Originalmente este artículo tenía pensando polemizar en torno al grotesco recorte y edición del final que los censores chinos dieron a la película ‘Fight Club’ (1999), donde el narrador (Edward Norton) jamás descubre que Talyer Durden (Brad Pitt) era producto de su propia esquizofrenia, sino que además –según el epílogo chino– Tyler fue enviado a un manicomio para recibir tratamiento psicológico y luego ser dado de alta en 2012. La intención era examinar el nivel de ridículo al que llegó la censura al quitar la magnífica escena final en la que se detonan los explosivos que destruyen los rascacielos y, en lugar de ésto, colocar una pantalla negra con el mensaje: “La policía descubrió rápidamente todo el plan y arrestó a todos los criminales, evitando con éxito que la bomba explotara”.
Pero cambiamos el rumbo. Resulta que, pasados exactamente 15 días del estreno de ‘Fight Club’ en su versión censurada, la plataforma Tencent Video, el servicio de streaming más popular en China, restauró el final original. Podríamos decir: final feliz, los usuarios del Internet “lograron ganar una batalla en contra de la censura”, o poco más “el pueblo ha sido oído”; sin embargo, tratándose de China, país cuyo gobierno se ha destacado por ser el abusador número uno de la libertad en Internet (Freedom on the Net, 2019), sería un poco inocente.
Obviamente, ‘Fight Club’ no es la primera película que fuera “adaptada” para la audiencia de China; otro ejemplo –entre muchos– es ‘Bohemian Rhapsody’ (2018), sobre la vida de Freddie Mercury, que también fue recortada en al menos en 10 escenas con la excusa de la “sensibilidad” en relación al VHI y a las relaciones homosexuales.
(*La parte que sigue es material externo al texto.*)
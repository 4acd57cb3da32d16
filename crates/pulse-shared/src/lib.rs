//! # Pulse Shared
//!
//! Wire types of the Post Pulse HTTP API. Kept free of domain types so API
//! clients can depend on it without pulling in the backend.

pub mod dto;
pub mod response;

pub use response::{ErrorResponse, MessageResponse, ProblemType};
Lo importante a remarcar son dos preocupaciones relacionadas: que la censura en China ya no sea un problema –es más, que sea una manera de entender y relacionarse con el gigante asiático– y que las productoras occidentales lo asuman como un costo de oportunidad. Queda claro que China es actualmente uno de los principales mercados cinematográficos del mundo, y que eso significa muchos, muchísimos millones de dólares, pero que se acepte la distorsión de las historias para que se amolden a los patrones de un gobierno, o peor, que incluso los actores de Hollywood se subordinen y que lleguen a pedir disculpas es vergonzoso. Parece una exageración, pero aquí los ejemplos: John Cena de ‘Fast & Furious’ tuvo que pedir perdón en mandarín por haberse referido a Taiwán como un país y no como “parte” de China, como le gusta decir al régimen; o cuando Sharon Stone también se tuvo que disculpar por declaraciones personales en relación a la actitud del gobierno chino con el Tíbet; o cuando mejor –anteladamente– Marvel Studios para la película Doctor Strange (2016) optó por mostrar una tibetana blanca (Tilda Swinton) antes que ofender a China y poner en riesgo la proyección de la película en sus millones de salas. Evidentemente estas decisiones tiene más que ver con números que con reflexiones éticas o reparos que tengan que ver con el respecto a los derechos humanos, algo que a Hollywood y a Disney luego les urge disimular poniéndose en roles morales inclusivos y de promoción de lo diverso.
Pero, siguiendo con la tendencia de convivir con la hipocresía, retomemos la polémica de ‘Fight Club’, que, como ya se dijo, para su estreno en plataforma streaming primero fue toscamente recortada y censurada, y luego “benevolamente restaurada” debido a las críticas de los internautas. Suena raro que ahora –en China– se empiece a escuchar los reclamos de las redes sociales, lo que naturalmente da para especular con que es muy fácil distraer a la gente con cortinas de humo y válvulas de escape. El riesgo está en que precedentes minúsculos como éste parecieran querer resolver el problema usando como medio el mismo problema. Lo que no se puede perder de vista es que el elefante rosa en la habitación es y no dejará de ser la censura, y la censura es censura aquí, allá o en China. Censurar es quitar, cortar, modificar, mutilar, limitar o simplemente y fácilmente prohibir. Por eso hoy la preocupación en torno a China. Allá el gobierno no sólo restringe el acceso a Internet, sino que vigila a sus usuarios y controla a su población en todos los aspectos de sus vidas.